**Exercise description**
Whenever a line in the data below includes the string "same", copy it out.

**Supplied material**
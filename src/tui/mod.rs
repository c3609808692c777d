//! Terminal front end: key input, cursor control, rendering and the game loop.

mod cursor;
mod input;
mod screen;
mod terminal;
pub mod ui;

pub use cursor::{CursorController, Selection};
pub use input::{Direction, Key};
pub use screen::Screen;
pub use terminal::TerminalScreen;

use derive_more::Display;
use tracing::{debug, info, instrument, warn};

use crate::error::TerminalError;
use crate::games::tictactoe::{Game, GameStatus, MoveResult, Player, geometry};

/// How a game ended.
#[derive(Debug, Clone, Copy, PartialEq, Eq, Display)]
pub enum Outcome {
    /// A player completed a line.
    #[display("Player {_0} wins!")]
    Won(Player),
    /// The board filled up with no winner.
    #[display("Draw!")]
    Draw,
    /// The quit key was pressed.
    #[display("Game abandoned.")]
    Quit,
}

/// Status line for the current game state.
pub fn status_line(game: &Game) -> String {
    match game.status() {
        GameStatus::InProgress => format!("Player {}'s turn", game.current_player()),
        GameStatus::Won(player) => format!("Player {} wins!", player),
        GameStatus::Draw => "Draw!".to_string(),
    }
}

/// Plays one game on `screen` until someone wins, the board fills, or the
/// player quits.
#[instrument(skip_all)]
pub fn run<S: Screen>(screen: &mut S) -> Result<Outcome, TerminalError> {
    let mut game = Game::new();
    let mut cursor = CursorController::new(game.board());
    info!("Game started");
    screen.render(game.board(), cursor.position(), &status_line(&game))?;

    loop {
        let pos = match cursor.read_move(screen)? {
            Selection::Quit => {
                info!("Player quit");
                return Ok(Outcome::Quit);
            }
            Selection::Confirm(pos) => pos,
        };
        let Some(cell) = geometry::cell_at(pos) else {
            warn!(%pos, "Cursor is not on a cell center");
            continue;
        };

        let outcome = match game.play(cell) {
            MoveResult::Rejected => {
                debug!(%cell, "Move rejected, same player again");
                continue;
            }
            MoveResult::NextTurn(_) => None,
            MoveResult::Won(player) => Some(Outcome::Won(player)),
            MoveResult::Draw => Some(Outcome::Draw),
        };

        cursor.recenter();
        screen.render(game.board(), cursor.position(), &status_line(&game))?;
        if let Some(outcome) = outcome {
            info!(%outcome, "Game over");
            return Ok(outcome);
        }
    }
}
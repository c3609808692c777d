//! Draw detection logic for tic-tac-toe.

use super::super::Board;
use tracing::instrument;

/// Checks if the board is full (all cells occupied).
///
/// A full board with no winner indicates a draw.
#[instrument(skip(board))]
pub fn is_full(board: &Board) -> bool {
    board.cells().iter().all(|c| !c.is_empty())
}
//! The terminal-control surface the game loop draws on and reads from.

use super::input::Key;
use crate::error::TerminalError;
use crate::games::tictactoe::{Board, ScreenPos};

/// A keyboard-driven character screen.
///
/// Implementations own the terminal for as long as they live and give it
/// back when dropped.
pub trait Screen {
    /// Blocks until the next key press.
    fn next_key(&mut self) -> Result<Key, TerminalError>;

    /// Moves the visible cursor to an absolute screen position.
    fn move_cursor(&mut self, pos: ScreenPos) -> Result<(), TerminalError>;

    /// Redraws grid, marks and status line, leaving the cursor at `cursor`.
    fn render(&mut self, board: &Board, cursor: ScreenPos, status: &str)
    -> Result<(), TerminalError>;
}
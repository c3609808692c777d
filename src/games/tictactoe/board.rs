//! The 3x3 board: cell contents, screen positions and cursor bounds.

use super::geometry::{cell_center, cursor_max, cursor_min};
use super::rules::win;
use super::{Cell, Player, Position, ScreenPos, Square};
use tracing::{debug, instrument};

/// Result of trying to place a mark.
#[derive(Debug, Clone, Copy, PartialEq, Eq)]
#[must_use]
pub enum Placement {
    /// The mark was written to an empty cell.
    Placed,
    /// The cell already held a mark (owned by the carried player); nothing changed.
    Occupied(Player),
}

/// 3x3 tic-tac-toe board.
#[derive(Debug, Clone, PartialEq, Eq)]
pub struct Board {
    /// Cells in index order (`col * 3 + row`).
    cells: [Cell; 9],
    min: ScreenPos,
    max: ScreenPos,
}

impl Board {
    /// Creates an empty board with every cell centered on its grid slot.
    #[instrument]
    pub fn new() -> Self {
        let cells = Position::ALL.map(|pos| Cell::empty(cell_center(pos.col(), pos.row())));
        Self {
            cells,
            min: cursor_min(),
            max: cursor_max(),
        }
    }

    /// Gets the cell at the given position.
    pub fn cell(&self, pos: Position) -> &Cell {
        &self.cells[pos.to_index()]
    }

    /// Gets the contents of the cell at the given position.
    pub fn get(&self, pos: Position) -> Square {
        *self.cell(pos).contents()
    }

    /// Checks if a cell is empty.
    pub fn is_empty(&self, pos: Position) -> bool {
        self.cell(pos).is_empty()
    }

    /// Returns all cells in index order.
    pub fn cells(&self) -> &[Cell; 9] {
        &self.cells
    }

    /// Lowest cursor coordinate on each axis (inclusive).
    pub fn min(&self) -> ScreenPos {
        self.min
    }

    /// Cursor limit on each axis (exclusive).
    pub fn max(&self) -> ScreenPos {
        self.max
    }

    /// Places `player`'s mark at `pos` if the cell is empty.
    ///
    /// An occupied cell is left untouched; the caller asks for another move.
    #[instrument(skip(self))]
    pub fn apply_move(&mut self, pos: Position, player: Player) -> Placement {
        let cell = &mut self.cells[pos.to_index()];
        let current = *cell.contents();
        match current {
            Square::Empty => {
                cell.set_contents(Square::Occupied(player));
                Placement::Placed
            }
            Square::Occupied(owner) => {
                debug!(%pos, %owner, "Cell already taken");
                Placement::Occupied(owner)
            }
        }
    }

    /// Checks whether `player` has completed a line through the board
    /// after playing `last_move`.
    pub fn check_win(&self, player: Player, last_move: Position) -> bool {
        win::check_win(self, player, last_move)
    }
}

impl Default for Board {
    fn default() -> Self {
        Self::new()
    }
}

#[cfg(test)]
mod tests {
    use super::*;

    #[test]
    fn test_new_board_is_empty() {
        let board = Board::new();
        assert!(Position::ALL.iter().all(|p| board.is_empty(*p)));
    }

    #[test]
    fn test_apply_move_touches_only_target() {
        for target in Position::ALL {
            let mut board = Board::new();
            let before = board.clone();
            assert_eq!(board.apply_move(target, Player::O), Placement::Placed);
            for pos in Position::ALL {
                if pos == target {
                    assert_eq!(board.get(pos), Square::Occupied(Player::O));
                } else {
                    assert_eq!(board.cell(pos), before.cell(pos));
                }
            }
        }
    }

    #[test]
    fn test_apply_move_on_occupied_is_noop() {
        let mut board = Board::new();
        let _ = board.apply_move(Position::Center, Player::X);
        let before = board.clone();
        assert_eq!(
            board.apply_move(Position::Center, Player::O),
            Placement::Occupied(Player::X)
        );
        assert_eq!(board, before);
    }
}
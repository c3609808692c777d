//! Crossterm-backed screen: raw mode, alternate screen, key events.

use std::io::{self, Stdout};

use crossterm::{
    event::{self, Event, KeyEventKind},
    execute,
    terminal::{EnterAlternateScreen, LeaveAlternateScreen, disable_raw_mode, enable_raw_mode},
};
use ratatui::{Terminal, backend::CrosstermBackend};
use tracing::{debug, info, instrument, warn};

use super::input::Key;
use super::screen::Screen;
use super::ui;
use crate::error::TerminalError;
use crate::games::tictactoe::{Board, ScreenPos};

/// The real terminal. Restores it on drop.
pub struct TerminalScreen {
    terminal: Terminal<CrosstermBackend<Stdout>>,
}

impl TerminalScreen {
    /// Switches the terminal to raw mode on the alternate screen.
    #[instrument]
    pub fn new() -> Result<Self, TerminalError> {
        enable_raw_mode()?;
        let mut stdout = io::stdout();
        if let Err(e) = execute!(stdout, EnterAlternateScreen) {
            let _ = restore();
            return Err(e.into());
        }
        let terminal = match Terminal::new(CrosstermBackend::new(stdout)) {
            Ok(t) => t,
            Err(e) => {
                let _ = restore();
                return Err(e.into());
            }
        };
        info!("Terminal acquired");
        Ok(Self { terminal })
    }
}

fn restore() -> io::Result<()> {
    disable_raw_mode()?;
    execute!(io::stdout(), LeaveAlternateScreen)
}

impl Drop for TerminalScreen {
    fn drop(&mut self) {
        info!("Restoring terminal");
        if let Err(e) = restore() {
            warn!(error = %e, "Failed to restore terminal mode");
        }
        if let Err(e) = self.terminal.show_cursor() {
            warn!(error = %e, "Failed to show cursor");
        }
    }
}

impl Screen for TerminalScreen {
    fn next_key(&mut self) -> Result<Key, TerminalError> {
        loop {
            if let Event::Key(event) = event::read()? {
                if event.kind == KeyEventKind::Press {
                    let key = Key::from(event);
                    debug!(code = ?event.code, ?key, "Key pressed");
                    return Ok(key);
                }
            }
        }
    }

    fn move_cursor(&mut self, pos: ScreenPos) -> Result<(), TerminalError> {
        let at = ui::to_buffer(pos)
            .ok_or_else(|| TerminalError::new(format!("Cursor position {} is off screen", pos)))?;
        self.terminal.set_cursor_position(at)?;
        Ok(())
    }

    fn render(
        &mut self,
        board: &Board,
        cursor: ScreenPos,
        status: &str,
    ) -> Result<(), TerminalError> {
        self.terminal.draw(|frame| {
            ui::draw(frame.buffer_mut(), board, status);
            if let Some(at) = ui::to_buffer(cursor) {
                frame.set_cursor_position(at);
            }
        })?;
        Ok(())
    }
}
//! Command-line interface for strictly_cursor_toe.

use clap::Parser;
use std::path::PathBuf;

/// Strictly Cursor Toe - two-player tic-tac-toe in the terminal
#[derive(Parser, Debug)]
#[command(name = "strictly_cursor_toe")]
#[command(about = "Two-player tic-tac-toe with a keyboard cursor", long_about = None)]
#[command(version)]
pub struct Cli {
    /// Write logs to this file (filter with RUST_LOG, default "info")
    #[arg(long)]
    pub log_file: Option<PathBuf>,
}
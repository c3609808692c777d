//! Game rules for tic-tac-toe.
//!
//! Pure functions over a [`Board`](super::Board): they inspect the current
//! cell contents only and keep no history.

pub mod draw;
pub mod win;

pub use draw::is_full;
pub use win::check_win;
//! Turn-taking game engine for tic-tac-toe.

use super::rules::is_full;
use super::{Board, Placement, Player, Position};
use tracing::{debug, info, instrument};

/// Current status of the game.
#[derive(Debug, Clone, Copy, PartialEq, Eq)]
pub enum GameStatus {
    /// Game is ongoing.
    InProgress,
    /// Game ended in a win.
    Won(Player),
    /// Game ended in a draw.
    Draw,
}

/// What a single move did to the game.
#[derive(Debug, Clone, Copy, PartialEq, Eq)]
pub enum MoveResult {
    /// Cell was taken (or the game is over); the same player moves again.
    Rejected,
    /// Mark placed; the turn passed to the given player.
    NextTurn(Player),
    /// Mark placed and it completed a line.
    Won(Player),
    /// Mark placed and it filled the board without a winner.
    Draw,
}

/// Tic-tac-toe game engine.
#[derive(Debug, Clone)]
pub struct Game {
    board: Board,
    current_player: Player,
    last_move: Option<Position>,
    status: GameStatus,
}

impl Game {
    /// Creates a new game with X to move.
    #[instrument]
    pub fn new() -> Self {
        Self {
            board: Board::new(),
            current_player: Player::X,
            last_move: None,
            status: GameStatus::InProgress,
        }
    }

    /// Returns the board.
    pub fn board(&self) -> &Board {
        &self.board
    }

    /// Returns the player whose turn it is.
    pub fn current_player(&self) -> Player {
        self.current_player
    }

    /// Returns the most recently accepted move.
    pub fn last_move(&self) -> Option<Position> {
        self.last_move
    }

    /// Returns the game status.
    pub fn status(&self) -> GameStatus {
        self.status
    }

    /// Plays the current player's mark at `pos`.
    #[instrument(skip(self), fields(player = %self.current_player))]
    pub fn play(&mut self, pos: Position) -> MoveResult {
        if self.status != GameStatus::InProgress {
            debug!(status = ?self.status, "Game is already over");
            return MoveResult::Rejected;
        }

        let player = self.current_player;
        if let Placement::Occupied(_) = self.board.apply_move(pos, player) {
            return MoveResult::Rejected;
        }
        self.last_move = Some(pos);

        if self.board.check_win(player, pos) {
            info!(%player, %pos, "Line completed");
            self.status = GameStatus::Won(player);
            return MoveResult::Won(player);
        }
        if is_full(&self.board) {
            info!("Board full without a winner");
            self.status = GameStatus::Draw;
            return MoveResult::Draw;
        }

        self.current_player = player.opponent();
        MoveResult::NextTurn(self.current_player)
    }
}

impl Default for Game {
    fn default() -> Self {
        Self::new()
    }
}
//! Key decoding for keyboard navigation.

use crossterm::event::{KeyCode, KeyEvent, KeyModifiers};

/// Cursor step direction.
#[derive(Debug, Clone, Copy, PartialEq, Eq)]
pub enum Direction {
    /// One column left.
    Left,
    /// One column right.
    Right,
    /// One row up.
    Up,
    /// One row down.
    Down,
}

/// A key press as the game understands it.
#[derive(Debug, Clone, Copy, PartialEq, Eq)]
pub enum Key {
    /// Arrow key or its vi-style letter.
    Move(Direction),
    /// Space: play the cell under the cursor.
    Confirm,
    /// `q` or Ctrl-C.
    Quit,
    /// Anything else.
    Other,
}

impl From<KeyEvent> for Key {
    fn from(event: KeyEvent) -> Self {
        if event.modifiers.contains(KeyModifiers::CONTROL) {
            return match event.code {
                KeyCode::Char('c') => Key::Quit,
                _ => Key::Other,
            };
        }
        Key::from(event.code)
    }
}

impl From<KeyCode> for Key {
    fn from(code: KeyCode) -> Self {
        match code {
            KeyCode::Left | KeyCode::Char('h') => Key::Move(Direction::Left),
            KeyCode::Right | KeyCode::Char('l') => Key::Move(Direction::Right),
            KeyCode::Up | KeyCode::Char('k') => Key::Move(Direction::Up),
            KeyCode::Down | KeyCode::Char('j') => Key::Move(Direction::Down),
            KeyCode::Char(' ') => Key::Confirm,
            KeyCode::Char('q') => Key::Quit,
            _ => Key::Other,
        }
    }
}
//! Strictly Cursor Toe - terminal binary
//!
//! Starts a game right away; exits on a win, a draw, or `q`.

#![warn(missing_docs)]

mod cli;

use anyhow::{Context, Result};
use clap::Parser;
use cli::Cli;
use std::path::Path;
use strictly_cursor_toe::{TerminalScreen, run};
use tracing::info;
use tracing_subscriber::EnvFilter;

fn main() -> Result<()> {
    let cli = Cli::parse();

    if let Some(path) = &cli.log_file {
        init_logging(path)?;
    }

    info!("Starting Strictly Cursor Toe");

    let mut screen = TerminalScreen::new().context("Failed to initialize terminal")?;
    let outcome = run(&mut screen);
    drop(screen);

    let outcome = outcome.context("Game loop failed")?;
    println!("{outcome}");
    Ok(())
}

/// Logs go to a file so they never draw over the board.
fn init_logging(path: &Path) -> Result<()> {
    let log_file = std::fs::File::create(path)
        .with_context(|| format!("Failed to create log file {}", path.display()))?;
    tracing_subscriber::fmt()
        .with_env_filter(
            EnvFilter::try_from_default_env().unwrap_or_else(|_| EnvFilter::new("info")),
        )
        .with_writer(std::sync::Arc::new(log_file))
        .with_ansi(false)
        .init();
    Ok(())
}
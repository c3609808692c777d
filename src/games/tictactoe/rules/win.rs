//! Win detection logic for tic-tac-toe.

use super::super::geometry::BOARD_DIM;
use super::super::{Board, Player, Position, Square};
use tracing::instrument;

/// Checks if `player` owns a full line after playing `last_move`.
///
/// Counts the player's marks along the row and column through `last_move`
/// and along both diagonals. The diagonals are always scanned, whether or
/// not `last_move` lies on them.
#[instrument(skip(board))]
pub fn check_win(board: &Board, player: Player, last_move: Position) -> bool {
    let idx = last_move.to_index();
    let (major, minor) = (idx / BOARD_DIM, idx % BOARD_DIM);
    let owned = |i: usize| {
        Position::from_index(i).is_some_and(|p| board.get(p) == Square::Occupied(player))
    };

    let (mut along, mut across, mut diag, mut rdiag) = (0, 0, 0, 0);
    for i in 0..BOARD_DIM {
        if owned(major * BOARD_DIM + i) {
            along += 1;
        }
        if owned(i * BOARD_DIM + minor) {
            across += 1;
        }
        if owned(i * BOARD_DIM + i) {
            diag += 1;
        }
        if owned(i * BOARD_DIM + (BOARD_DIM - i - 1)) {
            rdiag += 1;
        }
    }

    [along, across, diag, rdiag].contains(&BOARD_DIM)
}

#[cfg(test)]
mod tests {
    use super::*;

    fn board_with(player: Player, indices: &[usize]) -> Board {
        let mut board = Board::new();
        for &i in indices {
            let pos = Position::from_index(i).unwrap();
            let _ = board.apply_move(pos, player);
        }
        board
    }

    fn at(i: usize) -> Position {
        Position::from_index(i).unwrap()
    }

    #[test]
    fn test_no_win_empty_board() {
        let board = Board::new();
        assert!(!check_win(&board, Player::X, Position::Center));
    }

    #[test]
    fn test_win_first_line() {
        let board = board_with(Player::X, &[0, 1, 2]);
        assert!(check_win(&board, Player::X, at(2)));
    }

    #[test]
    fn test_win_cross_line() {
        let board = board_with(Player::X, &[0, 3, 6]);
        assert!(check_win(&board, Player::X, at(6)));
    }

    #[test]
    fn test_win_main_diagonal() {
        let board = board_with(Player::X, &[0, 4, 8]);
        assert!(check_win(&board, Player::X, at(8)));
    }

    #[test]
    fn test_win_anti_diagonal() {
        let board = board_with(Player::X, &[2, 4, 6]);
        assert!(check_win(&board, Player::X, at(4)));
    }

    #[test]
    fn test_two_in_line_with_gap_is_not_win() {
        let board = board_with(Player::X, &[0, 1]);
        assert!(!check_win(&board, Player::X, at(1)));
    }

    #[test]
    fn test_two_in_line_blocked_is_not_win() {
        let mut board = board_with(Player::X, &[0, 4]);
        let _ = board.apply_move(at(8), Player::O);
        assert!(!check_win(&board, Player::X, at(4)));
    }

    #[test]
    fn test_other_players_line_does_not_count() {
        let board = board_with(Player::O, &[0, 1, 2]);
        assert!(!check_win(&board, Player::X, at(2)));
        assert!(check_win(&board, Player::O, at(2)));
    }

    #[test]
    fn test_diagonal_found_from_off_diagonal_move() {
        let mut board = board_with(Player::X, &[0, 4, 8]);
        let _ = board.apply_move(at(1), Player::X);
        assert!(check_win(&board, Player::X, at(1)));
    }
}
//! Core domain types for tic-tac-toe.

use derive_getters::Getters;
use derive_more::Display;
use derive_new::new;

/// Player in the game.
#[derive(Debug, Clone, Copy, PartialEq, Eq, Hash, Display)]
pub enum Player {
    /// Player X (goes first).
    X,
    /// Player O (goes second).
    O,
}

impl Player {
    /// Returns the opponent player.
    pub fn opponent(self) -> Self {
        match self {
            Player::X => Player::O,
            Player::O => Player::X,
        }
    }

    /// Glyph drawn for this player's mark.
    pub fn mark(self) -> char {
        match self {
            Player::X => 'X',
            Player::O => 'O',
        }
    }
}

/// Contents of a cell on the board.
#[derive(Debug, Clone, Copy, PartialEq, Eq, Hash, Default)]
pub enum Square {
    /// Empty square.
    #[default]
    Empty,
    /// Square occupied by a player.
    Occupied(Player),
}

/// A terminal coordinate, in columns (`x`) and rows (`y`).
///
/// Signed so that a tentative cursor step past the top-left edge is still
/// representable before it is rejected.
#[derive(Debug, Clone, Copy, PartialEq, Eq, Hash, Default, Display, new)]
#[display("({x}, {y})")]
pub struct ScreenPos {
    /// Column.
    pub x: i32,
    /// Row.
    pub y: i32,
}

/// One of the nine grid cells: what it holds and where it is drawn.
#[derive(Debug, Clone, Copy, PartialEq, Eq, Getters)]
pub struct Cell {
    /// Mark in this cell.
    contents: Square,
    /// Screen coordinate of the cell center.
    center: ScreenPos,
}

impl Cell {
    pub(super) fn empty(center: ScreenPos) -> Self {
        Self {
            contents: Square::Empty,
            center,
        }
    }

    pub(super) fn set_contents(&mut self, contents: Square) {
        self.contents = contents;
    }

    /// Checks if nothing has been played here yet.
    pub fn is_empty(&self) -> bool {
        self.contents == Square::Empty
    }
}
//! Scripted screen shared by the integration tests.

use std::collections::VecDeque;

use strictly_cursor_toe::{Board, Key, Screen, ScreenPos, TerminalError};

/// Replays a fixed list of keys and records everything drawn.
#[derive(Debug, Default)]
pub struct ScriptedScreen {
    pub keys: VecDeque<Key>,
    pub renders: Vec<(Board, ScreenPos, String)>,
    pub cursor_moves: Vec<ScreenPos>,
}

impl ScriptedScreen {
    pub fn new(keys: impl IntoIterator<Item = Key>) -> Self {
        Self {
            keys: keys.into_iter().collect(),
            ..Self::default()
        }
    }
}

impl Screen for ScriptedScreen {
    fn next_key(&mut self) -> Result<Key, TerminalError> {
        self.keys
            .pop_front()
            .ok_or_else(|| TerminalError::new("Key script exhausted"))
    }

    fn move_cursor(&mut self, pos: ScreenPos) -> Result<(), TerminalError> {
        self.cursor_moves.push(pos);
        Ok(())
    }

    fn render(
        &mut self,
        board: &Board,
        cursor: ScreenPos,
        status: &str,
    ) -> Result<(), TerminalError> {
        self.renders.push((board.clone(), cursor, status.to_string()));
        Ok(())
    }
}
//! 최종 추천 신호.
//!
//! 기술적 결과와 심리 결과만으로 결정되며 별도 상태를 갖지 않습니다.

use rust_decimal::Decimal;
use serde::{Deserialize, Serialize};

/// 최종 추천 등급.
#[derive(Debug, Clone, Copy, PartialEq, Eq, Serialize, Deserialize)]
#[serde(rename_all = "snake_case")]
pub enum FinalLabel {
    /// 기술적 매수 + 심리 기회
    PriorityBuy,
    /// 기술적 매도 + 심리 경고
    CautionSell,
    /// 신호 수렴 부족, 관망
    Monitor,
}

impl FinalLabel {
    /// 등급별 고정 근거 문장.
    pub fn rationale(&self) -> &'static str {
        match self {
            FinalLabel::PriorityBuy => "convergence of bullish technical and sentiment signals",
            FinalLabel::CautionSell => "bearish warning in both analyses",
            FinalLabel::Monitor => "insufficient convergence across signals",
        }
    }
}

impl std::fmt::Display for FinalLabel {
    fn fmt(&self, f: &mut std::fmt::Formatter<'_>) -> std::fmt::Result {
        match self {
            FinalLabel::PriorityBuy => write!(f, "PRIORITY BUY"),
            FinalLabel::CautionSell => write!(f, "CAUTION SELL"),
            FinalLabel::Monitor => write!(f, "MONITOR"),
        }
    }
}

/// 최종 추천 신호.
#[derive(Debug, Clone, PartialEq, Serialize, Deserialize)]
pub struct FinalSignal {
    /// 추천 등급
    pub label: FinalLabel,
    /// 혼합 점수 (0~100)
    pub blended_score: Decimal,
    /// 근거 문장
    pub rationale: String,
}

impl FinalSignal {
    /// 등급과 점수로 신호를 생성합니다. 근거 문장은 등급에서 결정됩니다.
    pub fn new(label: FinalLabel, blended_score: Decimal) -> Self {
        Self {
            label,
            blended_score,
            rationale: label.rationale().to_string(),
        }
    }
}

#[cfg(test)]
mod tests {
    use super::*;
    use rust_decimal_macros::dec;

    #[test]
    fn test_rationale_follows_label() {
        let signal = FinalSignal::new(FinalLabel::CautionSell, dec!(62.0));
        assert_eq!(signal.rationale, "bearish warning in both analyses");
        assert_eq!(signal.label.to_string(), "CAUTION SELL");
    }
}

**Your response**
                debug!(%cell, "Move rejected, same player again");
    /// Cell was taken (or the game is over); the same player moves again.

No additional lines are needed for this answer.